Ya dengan banyak, tetapi tidak semua
Ada banyak kombinasi yang memungkinkan dan sebagian besar bekerja lebih baik daripada yang Anda bayangkan: stroberi dingin dengan satu ons cokelat hitam, buah ara matang untuk memperdalam rasa kakao, jeruk untuk menajamkannya, atau buah-buahan tropis untuk memberikan rasa yang nyaris seperti karamel. Pada akhirnya, cokelat berterima kasih pada hampir semua hal yang menambahkan air, keasaman, atau parfum: sesuatu yang memotongnya, mengangkatnya, dan membuatnya tidak terlalu serius. Ini adalah bahan yang mudah untuk ditemani
, tetapi tidak semua buah membuatnya mudah.

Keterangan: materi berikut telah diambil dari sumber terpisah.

//! Errors reported by external collaborators.

use thiserror::Error;

/// Result type for source probes.
pub type ProbeResult<T> = Result<T, BackendError>;

/// A source probe could not reach or use the backend.
#[derive(Error, Debug, Clone, PartialEq, Eq)]
pub enum BackendError {
    /// Network or driver level failure.
    #[error("backend unreachable: {0}")]
    Unreachable(String),

    /// The source parameters do not describe a usable object.
    #[error("source misconfigured: {0}")]
    Misconfigured(String),

    /// The database rejected the introspection query.
    #[error("database error {code}: {message}")]
    Database { code: String, message: String },
}

impl BackendError {
    pub fn database(code: impl Into<String>, message: impl Into<String>) -> Self {
        Self::Database {
            code: code.into(),
            message: message.into(),
        }
    }

    /// Last segment of the component error code this failure maps to.
    pub fn code_suffix(&self) -> &str {
        match self {
            BackendError::Unreachable(_) => "UNREACHABLE",
            BackendError::Misconfigured(_) => "MISCONFIGURED",
            BackendError::Database { code, .. } => code,
        }
    }
}

#[derive(Error, Debug, Clone, PartialEq, Eq)]
pub enum ConnectionLookupError {
    #[error("connection '{0}' not found")]
    NotFound(String),

    #[error("connection registry unavailable: {0}")]
    Unavailable(String),
}

#[derive(Error, Debug, Clone, PartialEq, Eq)]
#[error("read access denied for connection '{conn_id}'")]
pub struct PermissionDenied {
    pub conn_id: String,
}

#[derive(Error, Debug, Clone, PartialEq, Eq)]
pub enum MigrationError {
    /// The old source cannot be expressed for the new connector.
    #[error("migration impossible: {0}")]
    MigrationImpossible(String),
}
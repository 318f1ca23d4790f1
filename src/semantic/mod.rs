//! Semantic analysis over the dataset graph.

pub mod field_lineage;

pub use field_lineage::FieldLineage;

Yang sangat encer dan bijaksana - pikirkan semangka atau melon - cenderung tetap kecil di depan cokelat hitam: kakao menutupi nuansa dan yang tersisa adalah sensasi aneh, seperti kejutan yang dingin dan manis. Dan dengan buah-buahan yang sangat hijau atau sepat, seperti kiwi, keseluruhannya bisa menjadi keras. Ini tidak "dilarang": hanya saja triknya adalah memilih cokelat yang lebih lembut atau menambahkan jembatan (garam, yoghurt, kacang-kacangan) sehingga semuanya cocok satu sama lain.
Apakah Anda memiliki kombinasi favorit?